Data provided below:

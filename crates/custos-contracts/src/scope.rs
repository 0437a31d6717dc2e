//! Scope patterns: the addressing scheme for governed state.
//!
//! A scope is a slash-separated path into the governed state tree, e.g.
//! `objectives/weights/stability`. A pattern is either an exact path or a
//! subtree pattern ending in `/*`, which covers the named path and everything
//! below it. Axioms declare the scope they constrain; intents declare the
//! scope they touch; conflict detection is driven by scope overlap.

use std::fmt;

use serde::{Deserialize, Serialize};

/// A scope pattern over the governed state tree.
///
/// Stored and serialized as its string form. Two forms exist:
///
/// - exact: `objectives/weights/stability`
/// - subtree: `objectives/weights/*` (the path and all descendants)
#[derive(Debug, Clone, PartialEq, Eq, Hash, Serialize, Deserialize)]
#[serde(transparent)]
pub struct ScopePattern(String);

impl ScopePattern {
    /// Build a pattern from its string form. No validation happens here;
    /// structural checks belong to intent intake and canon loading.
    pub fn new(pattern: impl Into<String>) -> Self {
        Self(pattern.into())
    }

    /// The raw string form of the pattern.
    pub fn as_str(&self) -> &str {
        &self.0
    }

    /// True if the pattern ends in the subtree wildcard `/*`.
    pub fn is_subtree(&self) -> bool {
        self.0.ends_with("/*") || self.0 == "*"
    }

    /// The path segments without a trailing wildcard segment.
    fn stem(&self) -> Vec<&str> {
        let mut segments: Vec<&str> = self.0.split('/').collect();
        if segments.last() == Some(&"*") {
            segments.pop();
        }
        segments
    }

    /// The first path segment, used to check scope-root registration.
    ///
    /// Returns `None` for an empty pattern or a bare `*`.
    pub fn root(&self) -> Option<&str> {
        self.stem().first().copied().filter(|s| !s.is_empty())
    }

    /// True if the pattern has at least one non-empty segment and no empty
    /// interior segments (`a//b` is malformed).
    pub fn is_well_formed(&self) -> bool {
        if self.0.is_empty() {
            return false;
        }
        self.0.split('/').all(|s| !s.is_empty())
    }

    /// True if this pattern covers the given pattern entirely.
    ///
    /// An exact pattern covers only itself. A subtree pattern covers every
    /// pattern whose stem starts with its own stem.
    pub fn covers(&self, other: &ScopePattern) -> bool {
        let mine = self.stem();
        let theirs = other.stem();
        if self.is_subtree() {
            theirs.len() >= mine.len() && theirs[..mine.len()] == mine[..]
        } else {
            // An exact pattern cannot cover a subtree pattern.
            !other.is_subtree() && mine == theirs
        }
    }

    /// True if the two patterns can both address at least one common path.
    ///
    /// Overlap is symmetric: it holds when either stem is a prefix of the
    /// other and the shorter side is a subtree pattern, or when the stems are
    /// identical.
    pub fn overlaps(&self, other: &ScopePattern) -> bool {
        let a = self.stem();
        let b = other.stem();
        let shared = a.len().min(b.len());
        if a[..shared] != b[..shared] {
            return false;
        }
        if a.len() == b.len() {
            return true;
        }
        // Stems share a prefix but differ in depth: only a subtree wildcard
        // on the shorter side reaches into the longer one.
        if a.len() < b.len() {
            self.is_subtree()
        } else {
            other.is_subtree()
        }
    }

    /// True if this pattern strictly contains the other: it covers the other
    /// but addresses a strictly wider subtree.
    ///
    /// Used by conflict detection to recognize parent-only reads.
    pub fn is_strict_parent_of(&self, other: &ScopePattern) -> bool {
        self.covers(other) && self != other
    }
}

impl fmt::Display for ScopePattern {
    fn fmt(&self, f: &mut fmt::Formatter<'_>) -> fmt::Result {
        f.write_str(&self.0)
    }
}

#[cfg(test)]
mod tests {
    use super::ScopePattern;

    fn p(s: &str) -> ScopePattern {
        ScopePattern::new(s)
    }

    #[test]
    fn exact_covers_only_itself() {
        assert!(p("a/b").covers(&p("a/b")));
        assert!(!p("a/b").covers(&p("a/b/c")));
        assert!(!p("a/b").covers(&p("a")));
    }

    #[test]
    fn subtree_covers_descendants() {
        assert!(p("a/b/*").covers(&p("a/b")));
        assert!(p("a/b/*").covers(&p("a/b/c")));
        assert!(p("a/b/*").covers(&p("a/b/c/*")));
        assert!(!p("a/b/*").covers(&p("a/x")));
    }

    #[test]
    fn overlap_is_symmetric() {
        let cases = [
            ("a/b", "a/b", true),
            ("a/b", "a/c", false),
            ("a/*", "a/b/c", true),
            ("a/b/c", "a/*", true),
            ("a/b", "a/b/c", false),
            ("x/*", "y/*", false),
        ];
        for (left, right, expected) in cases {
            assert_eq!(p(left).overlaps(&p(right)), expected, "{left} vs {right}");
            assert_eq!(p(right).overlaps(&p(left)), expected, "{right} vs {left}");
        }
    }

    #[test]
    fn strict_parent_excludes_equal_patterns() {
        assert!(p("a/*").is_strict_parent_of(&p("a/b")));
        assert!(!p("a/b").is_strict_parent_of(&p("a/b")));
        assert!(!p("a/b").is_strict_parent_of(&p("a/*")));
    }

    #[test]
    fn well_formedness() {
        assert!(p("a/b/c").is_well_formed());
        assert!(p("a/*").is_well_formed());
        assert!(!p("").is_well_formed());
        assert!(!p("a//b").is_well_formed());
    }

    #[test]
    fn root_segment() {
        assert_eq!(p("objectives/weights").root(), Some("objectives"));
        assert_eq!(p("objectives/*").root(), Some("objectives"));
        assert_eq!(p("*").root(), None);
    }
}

End of Data provided.

Give only the number of lines in the material above where the string "detection" appears.

Solution for this problem —
2